Ivy fait un essai, et coula. Son ancienne peur ressurgis.

— Tu étais assise, lui fit remarquer Tristan. Tout l’arrière s’enfonçait. Recommence.

Alors qu’elle se remettait en position, il glissa un bras sous elle.

— Doucement, lui recommanda-t-il. Ne résiste pas. Dos cambré. Voilà.

Il retira son bras.

Aussitôt, Ivy redressa la tête, et sombra une deuxième fois. Elle se remit debout, furieuse. Ses cheveux mouillés s’étaient échappés de l’élastique qui retenait sa queue-de-cheval et retombèrent lourdement sur son cou.

Tristan s’esclaffa.

— À mon avis, Ella aurait la même allure que toi toute mouillée.

— Un gamin y arriverait, pourquoi pas moi ?

— Les enfants savent faire beaucoup de choses, lui répondit-il, parce que les enfants ont confiance. Le secret pour réussir à nager, c’est de ne pas combattre l’eau. Mais de la suivre. De jouer avec elle. De te donner à elle.

Il aspergea Ivy.

— On reprend ?

Ivy commença à s’allonger. De nouveau, elle sentit le bras de Tristan sous elle. Puis, de la main droite, il la poussa doucement au menton pour lui renverser la tête. L’eau clapotait sur ses tempes. Ivy ferma les paupières et s’abandonna. Elle s’imagina au centre d’un lac, le soleil étincelant au bout de ses doigts et de ses orteils.
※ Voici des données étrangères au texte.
//! Fuser methods: functions turning the modules matched by a fusion pattern into one module.
//!
//! In eval mode batch norms are folded into the preceding layer. In QAT mode the modules are
//! kept side by side in an intrinsic fused module so the batch norm keeps training.

use serde::{Deserialize, Serialize};
use tracing::debug;

use crate::{
    backend::onednn,
    error::FusionError,
    nn::{
        BatchNorm, Fused, Module,
        fold::{fuse_conv_bn_eval, fuse_linear_bn_eval},
    },
    pattern::ModuleKind,
};

#[derive(Clone, Copy, Debug, PartialEq, Eq, Hash, Serialize, Deserialize)]
pub enum FuserMethod {
    /// Wraps two modules unchanged into the given fused module kind.
    Sequential(ModuleKind),
    ConvBn,
    ConvBnReLU,
    LinearBn,
    ConvTransposeBn,
    LinearBnLeakyReLU,
}

impl FuserMethod {
    /// Number of modules the method takes.
    pub fn arity(&self) -> usize {
        match self {
            FuserMethod::ConvBnReLU | FuserMethod::LinearBnLeakyReLU => 3,
            FuserMethod::Sequential(_)
            | FuserMethod::ConvBn
            | FuserMethod::LinearBn
            | FuserMethod::ConvTransposeBn => 2,
        }
    }

    pub fn name(&self) -> String {
        match self {
            FuserMethod::Sequential(kind) => format!("sequential({})", kind.name()),
            FuserMethod::ConvBn => "fuse_conv_bn".into(),
            FuserMethod::ConvBnReLU => "fuse_conv_bn_relu".into(),
            FuserMethod::LinearBn => "fuse_linear_bn".into(),
            FuserMethod::ConvTransposeBn => "fuse_convtranspose_bn".into(),
            FuserMethod::LinearBnLeakyReLU => "fuse_linear_bn_leaky_relu".into(),
        }
    }

    /// Fuses `modules`, given in pattern order. `is_qat` selects quantization aware training
    /// fusion instead of post training fusion.
    pub fn fuse(&self, is_qat: bool, modules: Vec<Module>) -> Result<Module, FusionError> {
        debug!(method = %self.name(), is_qat, n = modules.len(), "fusing");
        match self {
            FuserMethod::Sequential(kind) => {
                let [a, b] = self.take(modules)?;
                Ok(Fused::new(*kind, vec![a, b])?.into())
            }
            FuserMethod::ConvBn => {
                let [conv, bn] = self.take(modules)?;
                fuse_conv_bn(is_qat, conv, bn)
            }
            FuserMethod::ConvBnReLU => {
                let [conv, bn, relu] = self.take(modules)?;
                fuse_conv_bn_relu(is_qat, conv, bn, relu)
            }
            FuserMethod::LinearBn => {
                let [linear, bn] = self.take(modules)?;
                fuse_linear_bn(is_qat, linear, bn)
            }
            FuserMethod::ConvTransposeBn => {
                let [convt, bn] = self.take(modules)?;
                fuse_convtranspose_bn(is_qat, convt, bn)
            }
            FuserMethod::LinearBnLeakyReLU => {
                let [linear, bn, leaky_relu] = self.take(modules)?;
                onednn::fuse_linear_bn_leaky_relu(is_qat, linear, bn, leaky_relu)
            }
        }
    }

    fn take<const N: usize>(&self, modules: Vec<Module>) -> Result<[Module; N], FusionError> {
        let got = modules.len();
        modules.try_into().map_err(|_| FusionError::Arity {
            method: self.name(),
            expected: N,
            got,
        })
    }
}

/// Fails with `message` unless all `modules` share the same train/eval mode.
pub(crate) fn ensure_same_mode(modules: &[&Module], message: &str) -> Result<(), FusionError> {
    let first = modules.first().map(|m| m.training());
    if modules.iter().any(|m| Some(m.training()) != first) {
        return Err(FusionError::ModeMismatch(message.to_string()));
    }
    Ok(())
}

/// Error for modules without a fused counterpart, naming the modules.
pub(crate) fn cannot_fuse(is_qat: bool, modules: &[&Module]) -> FusionError {
    let mode = if is_qat { "train" } else { "eval" };
    FusionError::NotImplemented(format!("Cannot fuse {mode} modules: {modules:?}"))
}

pub fn fuse_conv_bn(is_qat: bool, conv: Module, bn: Module) -> Result<Module, FusionError> {
    ensure_same_mode(
        &[&conv, &bn],
        "Conv and BN both must be in the same mode (train or eval).",
    )?;
    let (Module::Conv(c), Module::BatchNorm(b)) = (&conv, &bn) else {
        return Err(cannot_fuse(is_qat, &[&conv, &bn]));
    };
    if c.transposed {
        return Err(cannot_fuse(is_qat, &[&conv, &bn]));
    }
    if is_qat {
        check_qat_bn(c.out_channels(), b)?;
        let kind = ModuleKind::ConvBn(c.dim);
        Ok(Fused::new(kind, vec![conv, bn])?.into())
    } else {
        Ok(fuse_conv_bn_eval(c, b)?.into())
    }
}

pub fn fuse_conv_bn_relu(
    is_qat: bool,
    conv: Module,
    bn: Module,
    relu: Module,
) -> Result<Module, FusionError> {
    ensure_same_mode(
        &[&conv, &bn, &relu],
        "Conv, BN and ReLU must be in the same mode (train or eval).",
    )?;
    let (Module::Conv(c), Module::BatchNorm(b)) = (&conv, &bn) else {
        return Err(cannot_fuse(is_qat, &[&conv, &bn, &relu]));
    };
    if c.transposed {
        return Err(cannot_fuse(is_qat, &[&conv, &bn, &relu]));
    }
    if is_qat {
        check_qat_bn(c.out_channels(), b)?;
        let kind = ModuleKind::ConvBnReLU(c.dim);
        Ok(Fused::new(kind, vec![conv, bn, relu])?.into())
    } else {
        let kind = ModuleKind::ConvReLU(c.dim);
        let folded = fuse_conv_bn_eval(c, b)?;
        Ok(Fused::new(kind, vec![folded.into(), relu])?.into())
    }
}

pub fn fuse_linear_bn(is_qat: bool, linear: Module, bn: Module) -> Result<Module, FusionError> {
    ensure_same_mode(
        &[&linear, &bn],
        "Linear and BN both must be in the same mode (train or eval).",
    )?;
    let (Module::Linear(l), Module::BatchNorm(b)) = (&linear, &bn) else {
        return Err(cannot_fuse(is_qat, &[&linear, &bn]));
    };
    if is_qat {
        check_qat_bn(l.out_features(), b)?;
        Ok(Fused::new(ModuleKind::LinearBn1d, vec![linear, bn])?.into())
    } else {
        Ok(fuse_linear_bn_eval(l, b)?.into())
    }
}

pub fn fuse_convtranspose_bn(
    is_qat: bool,
    convt: Module,
    bn: Module,
) -> Result<Module, FusionError> {
    ensure_same_mode(
        &[&convt, &bn],
        "ConvTranspose and BN both must be in the same mode (train or eval).",
    )?;
    if is_qat {
        return Err(FusionError::NotImplemented(
            "Fusing ConvTranspose+BatchNorm not yet supported in QAT.".to_string(),
        ));
    }
    match (&convt, &bn) {
        (Module::Conv(c), Module::BatchNorm(b)) if c.transposed => {
            Ok(fuse_conv_bn_eval(c, b)?.into())
        }
        _ => Err(cannot_fuse(is_qat, &[&convt, &bn])),
    }
}

/// QAT fusion keeps the batch norm, which must be affine and match the layer's outputs.
fn check_qat_bn(out_channels: usize, bn: &BatchNorm) -> Result<(), FusionError> {
    if bn.num_features() != out_channels {
        return Err(FusionError::ShapeMismatch(format!(
            "output channels of the layer ({}) must match num_features of the batch norm ({})",
            out_channels,
            bn.num_features()
        )));
    }
    if !bn.is_affine() {
        return Err(FusionError::NotImplemented(
            "Only support fusing BatchNorm with affine set to True".to_string(),
        ));
    }
    Ok(())
}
Lorsqu’elle rouvrit les yeux, Tristan la regardait. Son visage ressemblait au soleil, la réchauffait, illuminait l’air environnant.

— Je flotte, murmura-t-elle.

— Oui, tu flottes, souffla-t-il, en se baissant vers elle.

Leurs lèvres avaient prononcé le même mot, leurs visages étaient de plus en plus près...

— Tristan !

Tristan se redressa d’un coup, et Ivy coula à pic. C’était l’entraîneur, qui l’appelait depuis la porte de son bureau.

— Désolé de vous chasser, lança-t-il, mais je vais devoir partir dans une dizaine de minutes.

— Entendu ! lui répondit Tristan.

— Je resterai plus longtemps demain, poursuivit l’entraîneur en s’avançant de quelques pas. Vous pourrez peut-être reprendre là où vous vous êtes arrêtés.

Tristan regarda Ivy. Elle haussa les épaules, la tête inclinée, le regard baissé.

— Peut-être, dit Tristan à l’entraîneur.